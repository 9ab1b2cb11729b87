//! Memory-mapped vector storage for cluster indexes.
//!
//! Each cluster's embeddings live in one file next to the cluster's entries
//! file. Files are written once per index generation and then only read.
//!
//! # Storage Format
//!
//! - Header (16 bytes): magic `CCVC`, version, dimension, vector count
//! - Records: entry id (u32) followed by `dimension` f32 values, all
//!   little-endian

use std::fs::{File, OpenOptions};
use std::io::{self, Seek, SeekFrom, Write};
use std::path::{Path, PathBuf};

use memmap2::{Mmap, MmapOptions};
use thiserror::Error;

use crate::vector::types::{ClusterId, EntryId, VectorDimension, VectorError};

/// Current storage format version.
const STORAGE_VERSION: u32 = 1;

/// Size of the storage header in bytes.
const HEADER_SIZE: usize = 16;

/// Magic bytes to identify cluster vector files.
const MAGIC_BYTES: &[u8; 4] = b"CCVC";

const BYTES_PER_F32: usize = 4;
const BYTES_PER_ID: usize = 4;

/// Errors specific to vector storage operations.
#[derive(Error, Debug)]
pub enum VectorStorageError {
    #[error("IO error: {0}")]
    Io(#[from] io::Error),

    #[error("Invalid storage format in {path}: {reason}")]
    InvalidFormat { path: PathBuf, reason: String },

    #[error("Vector error: {0}")]
    Vector(#[from] VectorError),
}

/// Memory-mapped vector storage for a single cluster.
#[derive(Debug)]
pub struct MmapVectorStorage {
    path: PathBuf,
    mmap: Option<Mmap>,
    dimension: VectorDimension,
    vector_count: usize,
    cluster: ClusterId,
}

impl MmapVectorStorage {
    /// Creates an empty, not yet written storage for `cluster` under `base_path`.
    #[must_use]
    pub fn new(base_path: impl AsRef<Path>, cluster: ClusterId, dimension: VectorDimension) -> Self {
        Self {
            path: Self::cluster_path(base_path.as_ref(), cluster),
            mmap: None,
            dimension,
            vector_count: 0,
            cluster,
        }
    }

    /// Opens existing vector storage from disk.
    ///
    /// Returns an error if the file doesn't exist, has the wrong magic or
    /// version, or is shorter than its header claims.
    pub fn open(base_path: impl AsRef<Path>, cluster: ClusterId) -> Result<Self, VectorStorageError> {
        let path = Self::cluster_path(base_path.as_ref(), cluster);

        let file = File::open(&path).map_err(|e| {
            io::Error::new(e.kind(), format!("Vector storage file {}: {e}", path.display()))
        })?;
        // SAFETY: generation files are never modified after publish
        let mmap = unsafe { MmapOptions::new().map(&file)? };

        let (version, dimension, vector_count) = Self::read_header(&path, &mmap)?;
        if version != STORAGE_VERSION {
            return Err(VectorError::VersionMismatch {
                expected: STORAGE_VERSION,
                actual: version,
            }
            .into());
        }

        let expected_len = HEADER_SIZE + vector_count * Self::record_size(dimension);
        if mmap.len() < expected_len {
            return Err(VectorStorageError::InvalidFormat {
                path,
                reason: format!(
                    "truncated file: {} bytes, header claims {vector_count} vectors ({expected_len} bytes)",
                    mmap.len()
                ),
            });
        }

        Ok(Self {
            path,
            mmap: Some(mmap),
            dimension,
            vector_count,
            cluster,
        })
    }

    /// Writes a batch of vectors to storage.
    ///
    /// Creates the file (and header) on first write.
    pub fn write_batch(&mut self, vectors: &[(EntryId, &[f32])]) -> Result<(), VectorStorageError> {
        for (_, vector) in vectors {
            self.dimension.validate_vector(vector)?;
        }

        if let Some(parent) = self.path.parent() {
            std::fs::create_dir_all(parent)?;
        }

        let mut file = OpenOptions::new()
            .create(true)
            .append(true)
            .open(&self.path)?;
        if file.metadata()?.len() == 0 {
            self.write_header(&mut file)?;
        }

        let mut buffer = Vec::with_capacity(vectors.len() * Self::record_size(self.dimension));
        for (id, vector) in vectors {
            buffer.extend_from_slice(&id.to_bytes());
            for &value in *vector {
                buffer.extend_from_slice(&value.to_le_bytes());
            }
        }
        file.write_all(&buffer)?;
        file.flush()?;
        drop(file);

        self.vector_count += vectors.len();
        self.update_header_count()?;
        self.mmap = None;
        Ok(())
    }

    /// Reads all vectors in write order.
    pub fn read_all_vectors(&mut self) -> Result<Vec<(EntryId, Vec<f32>)>, VectorStorageError> {
        self.ensure_mapped()?;
        let Some(mmap) = self.mmap.as_ref() else {
            return Ok(Vec::new());
        };

        let dimension = self.dimension.get();
        let record_size = Self::record_size(self.dimension);
        let records_end = HEADER_SIZE + self.vector_count * record_size;

        mmap[HEADER_SIZE..records_end]
            .chunks_exact(record_size)
            .map(|record| {
                let id = EntryId::from_bytes([record[0], record[1], record[2], record[3]])
                    .ok_or_else(|| VectorStorageError::InvalidFormat {
                        path: self.path.clone(),
                        reason: "zero entry id".to_string(),
                    })?;
                let mut vector = Vec::with_capacity(dimension);
                vector.extend(
                    record[BYTES_PER_ID..]
                        .chunks_exact(BYTES_PER_F32)
                        .map(|b| f32::from_le_bytes([b[0], b[1], b[2], b[3]])),
                );
                Ok((id, vector))
            })
            .collect()
    }

    /// Returns the number of vectors stored.
    #[must_use]
    pub fn vector_count(&self) -> usize {
        self.vector_count
    }

    /// Returns the vector dimension.
    #[must_use]
    pub fn dimension(&self) -> VectorDimension {
        self.dimension
    }

    /// Returns the cluster this storage belongs to.
    #[must_use]
    pub fn cluster(&self) -> ClusterId {
        self.cluster
    }

    /// Checks if the storage file exists on disk.
    #[must_use]
    pub fn exists(&self) -> bool {
        self.path.exists()
    }

    /// Path of the storage file.
    #[must_use]
    pub fn path(&self) -> &Path {
        &self.path
    }

    /// File name of the vector file for `cluster` inside a generation.
    #[must_use]
    pub fn file_name(cluster: ClusterId) -> String {
        format!("cluster_{}.vec", cluster.get())
    }

    fn cluster_path(base_path: &Path, cluster: ClusterId) -> PathBuf {
        base_path.join(Self::file_name(cluster))
    }

    fn record_size(dimension: VectorDimension) -> usize {
        BYTES_PER_ID + dimension.get() * BYTES_PER_F32
    }

    fn write_header(&self, file: &mut File) -> Result<(), io::Error> {
        file.write_all(MAGIC_BYTES)?;
        file.write_all(&STORAGE_VERSION.to_le_bytes())?;
        file.write_all(&(self.dimension.get() as u32).to_le_bytes())?;
        // count is patched after the records are appended
        file.write_all(&0u32.to_le_bytes())?;
        Ok(())
    }

    fn read_header(
        path: &Path,
        mmap: &Mmap,
    ) -> Result<(u32, VectorDimension, usize), VectorStorageError> {
        if mmap.len() < HEADER_SIZE {
            return Err(VectorStorageError::InvalidFormat {
                path: path.to_path_buf(),
                reason: "file too small to contain header".to_string(),
            });
        }
        if &mmap[0..4] != MAGIC_BYTES {
            return Err(VectorStorageError::InvalidFormat {
                path: path.to_path_buf(),
                reason: "invalid magic bytes".to_string(),
            });
        }

        let version = u32::from_le_bytes([mmap[4], mmap[5], mmap[6], mmap[7]]);
        let dim_value = u32::from_le_bytes([mmap[8], mmap[9], mmap[10], mmap[11]]);
        let dimension = VectorDimension::new(dim_value as usize)?;
        let vector_count = u32::from_le_bytes([mmap[12], mmap[13], mmap[14], mmap[15]]) as usize;

        Ok((version, dimension, vector_count))
    }

    fn ensure_mapped(&mut self) -> Result<(), VectorStorageError> {
        if self.mmap.is_none() && self.path.exists() {
            let file = File::open(&self.path)?;
            // SAFETY: generation files are never modified after publish
            let mmap = unsafe { MmapOptions::new().map(&file)? };
            let (_, _, count) = Self::read_header(&self.path, &mmap)?;
            self.vector_count = count;
            self.mmap = Some(mmap);
        }
        Ok(())
    }

    fn update_header_count(&self) -> Result<(), VectorStorageError> {
        let mut file = OpenOptions::new().write(true).open(&self.path)?;
        file.seek(SeekFrom::Start(12))?;
        file.write_all(&(self.vector_count as u32).to_le_bytes())?;
        file.flush()?;
        Ok(())
    }
}
//! Consistent color theme and styling for terminal output.

use std::sync::LazyLock;

use console::Style;

/// Global theme instance for consistent styling across the application.
pub static THEME: LazyLock<Theme> = LazyLock::new(Theme::default);

/// Color theme for terminal output.
#[derive(Debug, Clone)]
pub struct Theme {
    pub success: Style,
    pub error: Style,
    pub warning: Style,
    pub header: Style,
    pub path: Style,
}

impl Default for Theme {
    fn default() -> Self {
        Self {
            success: Style::new().green().bright(),
            error: Style::new().red().bright(),
            warning: Style::new().yellow().bright(),
            header: Style::new().cyan().bold(),
            path: Style::new().magenta(),
        }
    }
}

impl Theme {
    /// Format a success message with checkmark.
    pub fn success_with_icon(&self, text: &str) -> String {
        format!("{} {}", self.apply(&self.success, "✓"), self.apply(&self.success, text))
    }

    /// Format an error message with X mark.
    pub fn error_with_icon(&self, text: &str) -> String {
        format!("{} {}", self.apply(&self.error, "✗"), self.apply(&self.error, text))
    }

    /// Format a warning message with warning sign.
    pub fn warning_with_icon(&self, text: &str) -> String {
        format!("{} {}", self.apply(&self.warning, "⚠"), self.apply(&self.warning, text))
    }

    /// Check if color output should be disabled.
    pub fn should_disable_colors() -> bool {
        std::env::var_os("NO_COLOR").is_some() || !console::colors_enabled()
    }

    /// Apply theme styling conditionally based on terminal support.
    pub fn apply<T: std::fmt::Display>(&self, style: &Style, text: T) -> String {
        if Self::should_disable_colors() {
            text.to_string()
        } else {
            style.apply_to(text).to_string()
        }
    }
}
──────────
What this task involves
Your task is to gather all lines from the entries above that hold the word "usize".

Output of the exercise
const HEADER_SIZE: usize = 16;
const BYTES_PER_F32: usize = 4;
const BYTES_PER_ID: usize = 4;
    vector_count: usize,
    pub fn vector_count(&self) -> usize {
    fn record_size(dimension: VectorDimension) -> usize {
    ) -> Result<(u32, VectorDimension, usize), VectorStorageError> {
        let dimension = VectorDimension::new(dim_value as usize)?;
        let vector_count = u32::from_le_bytes([mmap[12], mmap[13], mmap[14], mmap[15]]) as usize;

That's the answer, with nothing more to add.